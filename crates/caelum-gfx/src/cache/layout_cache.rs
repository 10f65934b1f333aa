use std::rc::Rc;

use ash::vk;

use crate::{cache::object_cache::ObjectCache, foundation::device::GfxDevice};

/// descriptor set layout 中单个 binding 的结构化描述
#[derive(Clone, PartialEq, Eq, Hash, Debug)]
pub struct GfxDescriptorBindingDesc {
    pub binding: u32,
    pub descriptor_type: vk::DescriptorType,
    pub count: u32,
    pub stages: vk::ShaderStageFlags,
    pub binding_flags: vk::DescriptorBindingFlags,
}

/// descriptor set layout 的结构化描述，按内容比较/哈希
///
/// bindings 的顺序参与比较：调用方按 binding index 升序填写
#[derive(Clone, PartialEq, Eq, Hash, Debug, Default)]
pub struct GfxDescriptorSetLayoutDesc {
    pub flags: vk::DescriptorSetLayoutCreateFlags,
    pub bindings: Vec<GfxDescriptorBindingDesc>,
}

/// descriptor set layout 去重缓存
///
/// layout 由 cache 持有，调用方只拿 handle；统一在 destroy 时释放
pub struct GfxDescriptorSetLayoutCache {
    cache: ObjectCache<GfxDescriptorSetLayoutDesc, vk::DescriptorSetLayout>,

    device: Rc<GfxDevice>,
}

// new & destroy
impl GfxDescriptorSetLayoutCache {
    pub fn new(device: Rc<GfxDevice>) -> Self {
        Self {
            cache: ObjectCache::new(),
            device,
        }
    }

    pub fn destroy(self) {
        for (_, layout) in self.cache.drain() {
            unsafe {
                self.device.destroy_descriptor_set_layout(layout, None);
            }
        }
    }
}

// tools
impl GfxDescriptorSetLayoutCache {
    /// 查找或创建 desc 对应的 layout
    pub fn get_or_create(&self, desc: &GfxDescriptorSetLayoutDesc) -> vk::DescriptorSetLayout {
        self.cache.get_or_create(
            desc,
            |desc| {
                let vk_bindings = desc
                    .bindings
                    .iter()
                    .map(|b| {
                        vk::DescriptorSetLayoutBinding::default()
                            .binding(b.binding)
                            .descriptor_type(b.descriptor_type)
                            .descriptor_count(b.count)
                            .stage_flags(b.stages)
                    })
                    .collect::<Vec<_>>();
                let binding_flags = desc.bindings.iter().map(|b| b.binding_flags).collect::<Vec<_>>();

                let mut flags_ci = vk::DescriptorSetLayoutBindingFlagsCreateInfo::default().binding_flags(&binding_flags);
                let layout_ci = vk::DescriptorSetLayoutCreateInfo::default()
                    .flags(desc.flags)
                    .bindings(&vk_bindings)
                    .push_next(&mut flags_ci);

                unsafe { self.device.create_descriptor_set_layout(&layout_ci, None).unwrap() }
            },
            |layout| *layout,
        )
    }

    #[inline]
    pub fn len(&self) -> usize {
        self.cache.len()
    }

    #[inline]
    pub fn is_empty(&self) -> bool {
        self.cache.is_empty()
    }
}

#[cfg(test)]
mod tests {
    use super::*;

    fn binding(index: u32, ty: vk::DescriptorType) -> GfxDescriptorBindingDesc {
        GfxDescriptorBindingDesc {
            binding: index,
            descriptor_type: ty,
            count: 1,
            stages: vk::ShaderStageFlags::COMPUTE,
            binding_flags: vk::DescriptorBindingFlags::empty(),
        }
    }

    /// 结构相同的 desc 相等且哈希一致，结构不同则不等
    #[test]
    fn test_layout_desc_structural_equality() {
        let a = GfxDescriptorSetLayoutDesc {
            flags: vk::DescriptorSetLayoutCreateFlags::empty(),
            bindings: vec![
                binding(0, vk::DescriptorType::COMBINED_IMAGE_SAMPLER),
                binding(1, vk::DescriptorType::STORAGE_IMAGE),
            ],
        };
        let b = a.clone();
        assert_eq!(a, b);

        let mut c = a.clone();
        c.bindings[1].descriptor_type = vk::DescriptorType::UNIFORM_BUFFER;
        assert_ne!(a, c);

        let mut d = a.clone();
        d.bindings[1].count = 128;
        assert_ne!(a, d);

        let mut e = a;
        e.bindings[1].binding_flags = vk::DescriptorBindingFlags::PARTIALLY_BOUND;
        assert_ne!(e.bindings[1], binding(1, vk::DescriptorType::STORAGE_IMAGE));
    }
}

What needs to be done: Output the listing in full. Leave every line unchanged.

Response to this task:
filename crates/caelum-gfx/src/cache/layout_cache.rs
repository 10f65934b1f333aa
use std::rc::Rc;

use ash::vk;

use crate::{cache::object_cache::ObjectCache, foundation::device::GfxDevice};

/// descriptor set layout 中单个 binding 的结构化描述
#[derive(Clone, PartialEq, Eq, Hash, Debug)]
pub struct GfxDescriptorBindingDesc {
    pub binding: u32,
    pub descriptor_type: vk::DescriptorType,
    pub count: u32,
    pub stages: vk::ShaderStageFlags,
    pub binding_flags: vk::DescriptorBindingFlags,
}

/// descriptor set layout 的结构化描述，按内容比较/哈希
///
/// bindings 的顺序参与比较：调用方按 binding index 升序填写
#[derive(Clone, PartialEq, Eq, Hash, Debug, Default)]
pub struct GfxDescriptorSetLayoutDesc {
    pub flags: vk::DescriptorSetLayoutCreateFlags,
    pub bindings: Vec<GfxDescriptorBindingDesc>,
}

/// descriptor set layout 去重缓存
///
/// layout 由 cache 持有，调用方只拿 handle；统一在 destroy 时释放
pub struct GfxDescriptorSetLayoutCache {
    cache: ObjectCache<GfxDescriptorSetLayoutDesc, vk::DescriptorSetLayout>,

    device: Rc<GfxDevice>,
}

// new & destroy
impl GfxDescriptorSetLayoutCache {
    pub fn new(device: Rc<GfxDevice>) -> Self {
        Self {
            cache: ObjectCache::new(),
            device,
        }
    }

    pub fn destroy(self) {
        for (_, layout) in self.cache.drain() {
            unsafe {
                self.device.destroy_descriptor_set_layout(layout, None);
            }
        }
    }
}

// tools
impl GfxDescriptorSetLayoutCache {
    /// 查找或创建 desc 对应的 layout
    pub fn get_or_create(&self, desc: &GfxDescriptorSetLayoutDesc) -> vk::DescriptorSetLayout {
        self.cache.get_or_create(
            desc,
            |desc| {
                let vk_bindings = desc
                    .bindings
                    .iter()
                    .map(|b| {
                        vk::DescriptorSetLayoutBinding::default()
                            .binding(b.binding)
                            .descriptor_type(b.descriptor_type)
                            .descriptor_count(b.count)
                            .stage_flags(b.stages)
                    })
                    .collect::<Vec<_>>();
                let binding_flags = desc.bindings.iter().map(|b| b.binding_flags).collect::<Vec<_>>();

                let mut flags_ci = vk::DescriptorSetLayoutBindingFlagsCreateInfo::default().binding_flags(&binding_flags);
                let layout_ci = vk::DescriptorSetLayoutCreateInfo::default()
                    .flags(desc.flags)
                    .bindings(&vk_bindings)
                    .push_next(&mut flags_ci);

                unsafe { self.device.create_descriptor_set_layout(&layout_ci, None).unwrap() }
            },
            |layout| *layout,
        )
    }

    #[inline]
    pub fn len(&self) -> usize {
        self.cache.len()
    }

    #[inline]
    pub fn is_empty(&self) -> bool {
        self.cache.is_empty()
    }
}

#[cfg(test)]
mod tests {
    use super::*;

    fn binding(index: u32, ty: vk::DescriptorType) -> GfxDescriptorBindingDesc {
        GfxDescriptorBindingDesc {
            binding: index,
            descriptor_type: ty,
            count: 1,
            stages: vk::ShaderStageFlags::COMPUTE,
            binding_flags: vk::DescriptorBindingFlags::empty(),
        }
    }

    /// 结构相同的 desc 相等且哈希一致，结构不同则不等
    #[test]
    fn test_layout_desc_structural_equality() {
        let a = GfxDescriptorSetLayoutDesc {
            flags: vk::DescriptorSetLayoutCreateFlags::empty(),
            bindings: vec![
                binding(0, vk::DescriptorType::COMBINED_IMAGE_SAMPLER),
                binding(1, vk::DescriptorType::STORAGE_IMAGE),
            ],
        };
        let b = a.clone();
        assert_eq!(a, b);

        let mut c = a.clone();
        c.bindings[1].descriptor_type = vk::DescriptorType::UNIFORM_BUFFER;
        assert_ne!(a, c);

        let mut d = a.clone();
        d.bindings[1].count = 128;
        assert_ne!(a, d);

        let mut e = a;
        e.bindings[1].binding_flags = vk::DescriptorBindingFlags::PARTIALLY_BOUND;
        assert_ne!(e.bindings[1], binding(1, vk::DescriptorType::STORAGE_IMAGE));
    }
}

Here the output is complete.